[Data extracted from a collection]

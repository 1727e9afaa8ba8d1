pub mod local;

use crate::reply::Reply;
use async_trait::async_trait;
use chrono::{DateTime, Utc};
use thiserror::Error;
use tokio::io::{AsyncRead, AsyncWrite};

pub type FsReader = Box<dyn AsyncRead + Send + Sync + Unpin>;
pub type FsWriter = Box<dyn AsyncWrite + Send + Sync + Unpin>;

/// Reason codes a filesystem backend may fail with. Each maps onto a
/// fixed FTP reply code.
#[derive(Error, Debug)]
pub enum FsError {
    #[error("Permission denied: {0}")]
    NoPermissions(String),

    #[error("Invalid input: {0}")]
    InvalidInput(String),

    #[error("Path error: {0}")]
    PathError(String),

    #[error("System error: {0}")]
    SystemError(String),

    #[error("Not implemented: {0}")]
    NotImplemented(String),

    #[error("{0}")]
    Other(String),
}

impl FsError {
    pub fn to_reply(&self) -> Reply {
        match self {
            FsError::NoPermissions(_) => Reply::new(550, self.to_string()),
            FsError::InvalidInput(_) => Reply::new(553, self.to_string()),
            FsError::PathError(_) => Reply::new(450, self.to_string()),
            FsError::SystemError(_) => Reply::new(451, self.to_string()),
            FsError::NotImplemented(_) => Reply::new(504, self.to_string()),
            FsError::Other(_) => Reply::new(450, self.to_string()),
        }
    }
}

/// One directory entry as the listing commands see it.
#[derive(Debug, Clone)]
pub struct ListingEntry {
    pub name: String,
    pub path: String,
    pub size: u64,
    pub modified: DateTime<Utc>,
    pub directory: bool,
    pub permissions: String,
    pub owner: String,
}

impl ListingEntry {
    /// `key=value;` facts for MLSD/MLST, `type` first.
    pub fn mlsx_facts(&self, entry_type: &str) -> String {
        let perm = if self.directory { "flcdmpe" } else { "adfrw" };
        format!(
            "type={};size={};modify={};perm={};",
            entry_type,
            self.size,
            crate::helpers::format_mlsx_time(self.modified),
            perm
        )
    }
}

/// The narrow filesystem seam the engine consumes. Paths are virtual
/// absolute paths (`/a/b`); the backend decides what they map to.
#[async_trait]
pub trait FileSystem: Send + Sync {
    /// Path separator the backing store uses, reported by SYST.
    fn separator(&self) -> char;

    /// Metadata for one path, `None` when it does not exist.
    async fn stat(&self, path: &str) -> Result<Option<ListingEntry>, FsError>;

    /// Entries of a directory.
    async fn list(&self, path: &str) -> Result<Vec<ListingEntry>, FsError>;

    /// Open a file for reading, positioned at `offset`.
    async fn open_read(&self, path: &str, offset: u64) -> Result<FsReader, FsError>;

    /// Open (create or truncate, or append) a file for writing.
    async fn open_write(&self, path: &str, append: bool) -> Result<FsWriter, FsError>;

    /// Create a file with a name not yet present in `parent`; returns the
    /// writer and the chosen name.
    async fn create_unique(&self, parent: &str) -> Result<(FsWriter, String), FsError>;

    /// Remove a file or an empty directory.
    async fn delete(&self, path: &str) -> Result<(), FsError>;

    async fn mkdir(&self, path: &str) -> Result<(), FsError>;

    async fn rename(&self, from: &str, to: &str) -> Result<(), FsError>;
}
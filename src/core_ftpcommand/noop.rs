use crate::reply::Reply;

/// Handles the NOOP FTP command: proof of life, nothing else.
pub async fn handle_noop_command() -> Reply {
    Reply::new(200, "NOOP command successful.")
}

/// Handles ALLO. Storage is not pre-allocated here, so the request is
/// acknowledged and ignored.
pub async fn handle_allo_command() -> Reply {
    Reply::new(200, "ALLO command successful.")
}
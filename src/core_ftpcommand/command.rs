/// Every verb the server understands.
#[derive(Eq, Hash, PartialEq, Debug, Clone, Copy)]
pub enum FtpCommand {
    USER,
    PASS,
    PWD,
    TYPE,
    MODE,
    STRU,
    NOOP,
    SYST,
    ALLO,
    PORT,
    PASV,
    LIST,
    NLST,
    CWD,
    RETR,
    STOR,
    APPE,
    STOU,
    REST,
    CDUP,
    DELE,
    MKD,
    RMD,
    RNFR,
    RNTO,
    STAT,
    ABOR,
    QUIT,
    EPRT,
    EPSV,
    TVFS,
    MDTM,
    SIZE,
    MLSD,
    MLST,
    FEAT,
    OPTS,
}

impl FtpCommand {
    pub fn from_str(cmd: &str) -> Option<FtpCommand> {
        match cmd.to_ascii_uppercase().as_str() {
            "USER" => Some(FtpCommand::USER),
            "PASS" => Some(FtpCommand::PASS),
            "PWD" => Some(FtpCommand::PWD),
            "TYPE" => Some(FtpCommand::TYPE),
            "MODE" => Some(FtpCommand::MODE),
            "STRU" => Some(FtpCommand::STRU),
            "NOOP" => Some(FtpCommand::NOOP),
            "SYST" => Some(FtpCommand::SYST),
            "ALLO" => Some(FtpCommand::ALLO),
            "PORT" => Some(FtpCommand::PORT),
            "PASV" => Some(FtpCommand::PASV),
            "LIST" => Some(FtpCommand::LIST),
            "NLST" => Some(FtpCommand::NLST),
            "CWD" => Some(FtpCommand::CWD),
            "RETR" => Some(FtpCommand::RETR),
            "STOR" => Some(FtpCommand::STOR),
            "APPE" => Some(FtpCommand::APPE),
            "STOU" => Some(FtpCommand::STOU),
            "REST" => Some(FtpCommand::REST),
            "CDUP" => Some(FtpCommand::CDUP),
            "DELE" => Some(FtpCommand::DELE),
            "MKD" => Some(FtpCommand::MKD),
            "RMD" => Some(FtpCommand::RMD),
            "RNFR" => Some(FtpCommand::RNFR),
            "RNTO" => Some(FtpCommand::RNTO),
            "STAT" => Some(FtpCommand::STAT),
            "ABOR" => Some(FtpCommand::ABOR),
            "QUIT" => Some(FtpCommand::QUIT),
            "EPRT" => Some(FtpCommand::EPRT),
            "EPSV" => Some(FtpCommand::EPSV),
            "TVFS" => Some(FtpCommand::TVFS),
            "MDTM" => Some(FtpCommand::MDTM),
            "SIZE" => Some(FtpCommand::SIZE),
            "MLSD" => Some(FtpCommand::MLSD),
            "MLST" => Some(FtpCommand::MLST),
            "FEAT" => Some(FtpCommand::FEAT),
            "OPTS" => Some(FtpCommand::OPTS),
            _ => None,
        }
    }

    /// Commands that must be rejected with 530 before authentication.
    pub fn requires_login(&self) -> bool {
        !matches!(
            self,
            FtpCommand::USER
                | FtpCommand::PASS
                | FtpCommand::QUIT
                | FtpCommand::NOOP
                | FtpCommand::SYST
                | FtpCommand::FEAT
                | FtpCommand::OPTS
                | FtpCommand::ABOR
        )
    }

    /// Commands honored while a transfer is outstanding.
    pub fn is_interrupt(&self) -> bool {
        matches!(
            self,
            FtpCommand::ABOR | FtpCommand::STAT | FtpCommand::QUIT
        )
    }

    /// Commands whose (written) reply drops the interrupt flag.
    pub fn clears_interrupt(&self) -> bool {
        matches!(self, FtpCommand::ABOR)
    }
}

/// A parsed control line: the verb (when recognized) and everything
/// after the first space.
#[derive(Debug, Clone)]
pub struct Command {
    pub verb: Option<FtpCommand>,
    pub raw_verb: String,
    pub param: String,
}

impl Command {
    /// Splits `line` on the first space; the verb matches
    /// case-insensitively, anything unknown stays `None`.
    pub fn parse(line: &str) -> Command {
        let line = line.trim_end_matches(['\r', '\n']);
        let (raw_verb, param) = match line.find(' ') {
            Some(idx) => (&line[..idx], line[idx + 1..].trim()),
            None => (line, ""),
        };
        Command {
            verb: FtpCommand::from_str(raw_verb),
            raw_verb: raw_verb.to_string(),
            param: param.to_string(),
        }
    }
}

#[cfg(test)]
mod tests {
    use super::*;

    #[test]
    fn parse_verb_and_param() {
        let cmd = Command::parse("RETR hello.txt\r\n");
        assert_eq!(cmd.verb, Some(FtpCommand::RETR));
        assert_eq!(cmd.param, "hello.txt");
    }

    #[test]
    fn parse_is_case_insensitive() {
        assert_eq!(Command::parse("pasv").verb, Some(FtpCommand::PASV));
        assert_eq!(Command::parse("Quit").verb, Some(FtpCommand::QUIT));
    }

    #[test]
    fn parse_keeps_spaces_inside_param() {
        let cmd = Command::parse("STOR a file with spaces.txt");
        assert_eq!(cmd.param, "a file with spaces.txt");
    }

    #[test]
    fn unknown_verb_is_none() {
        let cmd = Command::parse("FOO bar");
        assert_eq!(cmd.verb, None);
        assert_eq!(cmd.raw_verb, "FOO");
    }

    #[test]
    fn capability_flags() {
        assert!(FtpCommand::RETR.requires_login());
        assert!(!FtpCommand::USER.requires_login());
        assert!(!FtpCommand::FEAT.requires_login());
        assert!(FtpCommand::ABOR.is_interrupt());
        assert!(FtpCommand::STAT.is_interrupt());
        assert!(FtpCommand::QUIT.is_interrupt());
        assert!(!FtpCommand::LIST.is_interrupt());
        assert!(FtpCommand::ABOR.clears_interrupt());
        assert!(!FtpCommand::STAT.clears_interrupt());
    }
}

---

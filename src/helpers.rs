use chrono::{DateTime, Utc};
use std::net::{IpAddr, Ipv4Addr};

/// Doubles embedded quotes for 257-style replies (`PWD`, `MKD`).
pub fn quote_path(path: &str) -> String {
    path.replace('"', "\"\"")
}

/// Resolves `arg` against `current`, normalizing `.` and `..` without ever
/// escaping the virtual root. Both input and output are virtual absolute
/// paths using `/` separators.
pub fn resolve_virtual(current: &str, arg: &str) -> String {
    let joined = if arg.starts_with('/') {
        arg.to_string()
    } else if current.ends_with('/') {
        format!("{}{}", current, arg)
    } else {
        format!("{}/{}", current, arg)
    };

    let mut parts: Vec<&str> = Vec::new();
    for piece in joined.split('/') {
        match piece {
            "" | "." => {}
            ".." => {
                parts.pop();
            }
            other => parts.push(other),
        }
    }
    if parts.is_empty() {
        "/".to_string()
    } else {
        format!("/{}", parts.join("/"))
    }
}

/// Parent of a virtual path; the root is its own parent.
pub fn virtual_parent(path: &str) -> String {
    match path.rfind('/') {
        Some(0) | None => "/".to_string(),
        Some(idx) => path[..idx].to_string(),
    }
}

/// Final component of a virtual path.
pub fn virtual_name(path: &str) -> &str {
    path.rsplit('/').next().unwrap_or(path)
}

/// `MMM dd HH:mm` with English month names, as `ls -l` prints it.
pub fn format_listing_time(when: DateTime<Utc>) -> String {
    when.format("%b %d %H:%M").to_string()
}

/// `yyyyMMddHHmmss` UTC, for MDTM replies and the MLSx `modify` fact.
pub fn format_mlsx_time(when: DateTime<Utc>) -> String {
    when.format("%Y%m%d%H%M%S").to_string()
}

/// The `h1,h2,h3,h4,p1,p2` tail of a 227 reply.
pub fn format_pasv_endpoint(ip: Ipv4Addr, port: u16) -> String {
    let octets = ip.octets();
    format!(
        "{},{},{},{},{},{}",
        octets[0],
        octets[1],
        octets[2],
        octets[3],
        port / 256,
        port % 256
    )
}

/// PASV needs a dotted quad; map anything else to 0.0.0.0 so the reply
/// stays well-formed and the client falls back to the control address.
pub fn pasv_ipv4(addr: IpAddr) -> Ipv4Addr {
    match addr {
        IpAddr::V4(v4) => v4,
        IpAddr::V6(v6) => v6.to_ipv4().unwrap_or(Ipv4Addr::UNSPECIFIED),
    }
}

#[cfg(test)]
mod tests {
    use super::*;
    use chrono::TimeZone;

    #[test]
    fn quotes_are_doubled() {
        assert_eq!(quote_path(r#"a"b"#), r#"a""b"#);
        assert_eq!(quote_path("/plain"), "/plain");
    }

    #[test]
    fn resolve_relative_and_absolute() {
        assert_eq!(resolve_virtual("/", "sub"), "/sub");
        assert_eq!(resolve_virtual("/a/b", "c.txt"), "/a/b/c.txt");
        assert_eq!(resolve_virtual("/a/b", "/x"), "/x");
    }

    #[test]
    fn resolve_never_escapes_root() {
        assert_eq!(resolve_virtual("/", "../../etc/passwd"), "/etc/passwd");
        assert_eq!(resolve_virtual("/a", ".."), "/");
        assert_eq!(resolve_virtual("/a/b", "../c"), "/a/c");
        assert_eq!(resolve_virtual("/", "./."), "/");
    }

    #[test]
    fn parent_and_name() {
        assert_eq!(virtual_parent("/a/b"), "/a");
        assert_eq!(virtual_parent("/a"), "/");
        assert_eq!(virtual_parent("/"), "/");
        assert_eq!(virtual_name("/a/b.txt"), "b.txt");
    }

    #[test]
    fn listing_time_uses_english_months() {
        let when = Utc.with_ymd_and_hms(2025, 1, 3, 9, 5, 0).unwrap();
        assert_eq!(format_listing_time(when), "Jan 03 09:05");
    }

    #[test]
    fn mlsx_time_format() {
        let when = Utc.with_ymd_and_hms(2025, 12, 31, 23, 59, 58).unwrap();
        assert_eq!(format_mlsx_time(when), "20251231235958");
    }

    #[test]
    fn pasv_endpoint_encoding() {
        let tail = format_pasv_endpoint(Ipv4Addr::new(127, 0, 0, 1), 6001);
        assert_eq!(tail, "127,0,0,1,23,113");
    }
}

==

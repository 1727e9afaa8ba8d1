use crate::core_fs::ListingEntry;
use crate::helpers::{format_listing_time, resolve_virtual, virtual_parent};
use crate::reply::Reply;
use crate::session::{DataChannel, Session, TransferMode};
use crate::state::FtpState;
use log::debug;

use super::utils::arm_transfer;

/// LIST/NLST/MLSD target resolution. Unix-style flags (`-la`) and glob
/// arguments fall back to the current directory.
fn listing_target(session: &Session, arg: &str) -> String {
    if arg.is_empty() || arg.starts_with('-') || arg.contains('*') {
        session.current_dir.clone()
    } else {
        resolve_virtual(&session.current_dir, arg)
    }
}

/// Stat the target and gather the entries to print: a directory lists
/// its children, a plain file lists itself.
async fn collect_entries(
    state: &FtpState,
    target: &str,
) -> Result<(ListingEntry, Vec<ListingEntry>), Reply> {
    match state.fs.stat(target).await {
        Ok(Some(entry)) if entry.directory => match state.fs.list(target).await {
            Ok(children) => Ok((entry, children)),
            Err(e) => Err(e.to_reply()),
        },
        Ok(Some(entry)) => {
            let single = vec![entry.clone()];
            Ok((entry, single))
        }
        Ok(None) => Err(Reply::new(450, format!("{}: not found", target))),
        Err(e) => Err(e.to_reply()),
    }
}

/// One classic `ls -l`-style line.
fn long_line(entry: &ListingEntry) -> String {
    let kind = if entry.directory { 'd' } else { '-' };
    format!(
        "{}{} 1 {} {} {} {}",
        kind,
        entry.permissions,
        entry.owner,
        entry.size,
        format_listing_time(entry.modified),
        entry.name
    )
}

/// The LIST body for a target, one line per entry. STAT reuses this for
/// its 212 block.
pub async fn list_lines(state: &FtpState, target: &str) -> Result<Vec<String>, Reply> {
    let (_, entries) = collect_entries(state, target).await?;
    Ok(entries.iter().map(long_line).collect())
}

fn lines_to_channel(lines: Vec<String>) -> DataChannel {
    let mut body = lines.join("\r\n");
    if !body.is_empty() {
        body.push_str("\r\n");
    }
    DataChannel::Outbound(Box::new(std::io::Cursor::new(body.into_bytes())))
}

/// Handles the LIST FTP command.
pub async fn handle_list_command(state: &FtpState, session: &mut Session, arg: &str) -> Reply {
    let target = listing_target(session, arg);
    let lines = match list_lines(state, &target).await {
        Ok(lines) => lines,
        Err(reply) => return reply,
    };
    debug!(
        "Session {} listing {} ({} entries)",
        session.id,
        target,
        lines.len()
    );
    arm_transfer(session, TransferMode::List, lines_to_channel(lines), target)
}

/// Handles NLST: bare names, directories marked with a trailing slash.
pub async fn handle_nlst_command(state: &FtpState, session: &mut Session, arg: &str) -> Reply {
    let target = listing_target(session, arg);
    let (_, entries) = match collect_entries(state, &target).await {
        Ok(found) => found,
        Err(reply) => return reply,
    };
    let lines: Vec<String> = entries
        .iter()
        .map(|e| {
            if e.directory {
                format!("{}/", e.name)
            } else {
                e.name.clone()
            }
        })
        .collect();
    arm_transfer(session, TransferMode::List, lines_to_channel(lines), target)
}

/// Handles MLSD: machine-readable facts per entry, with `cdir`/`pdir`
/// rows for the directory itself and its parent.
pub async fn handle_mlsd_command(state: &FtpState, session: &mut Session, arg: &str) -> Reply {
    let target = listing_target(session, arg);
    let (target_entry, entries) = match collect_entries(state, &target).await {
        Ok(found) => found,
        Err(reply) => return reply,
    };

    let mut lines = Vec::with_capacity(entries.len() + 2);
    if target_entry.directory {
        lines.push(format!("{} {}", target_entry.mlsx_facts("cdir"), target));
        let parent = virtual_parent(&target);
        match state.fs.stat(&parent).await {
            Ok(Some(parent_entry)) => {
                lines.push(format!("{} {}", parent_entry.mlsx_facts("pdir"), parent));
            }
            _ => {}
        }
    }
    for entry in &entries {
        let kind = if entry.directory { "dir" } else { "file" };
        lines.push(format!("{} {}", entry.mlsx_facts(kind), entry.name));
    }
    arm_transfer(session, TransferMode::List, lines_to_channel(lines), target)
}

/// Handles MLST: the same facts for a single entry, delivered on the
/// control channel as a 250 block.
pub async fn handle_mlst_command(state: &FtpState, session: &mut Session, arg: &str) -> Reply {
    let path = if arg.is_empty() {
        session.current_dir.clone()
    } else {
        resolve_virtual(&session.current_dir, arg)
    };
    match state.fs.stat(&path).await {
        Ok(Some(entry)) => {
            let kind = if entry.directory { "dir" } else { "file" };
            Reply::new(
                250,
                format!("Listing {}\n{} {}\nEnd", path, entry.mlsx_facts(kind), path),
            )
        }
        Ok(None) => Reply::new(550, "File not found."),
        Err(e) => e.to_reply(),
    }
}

What is needed: Only a number is wanted here: how many lines in the data above include the string "pdir"?

Answer to this task: 2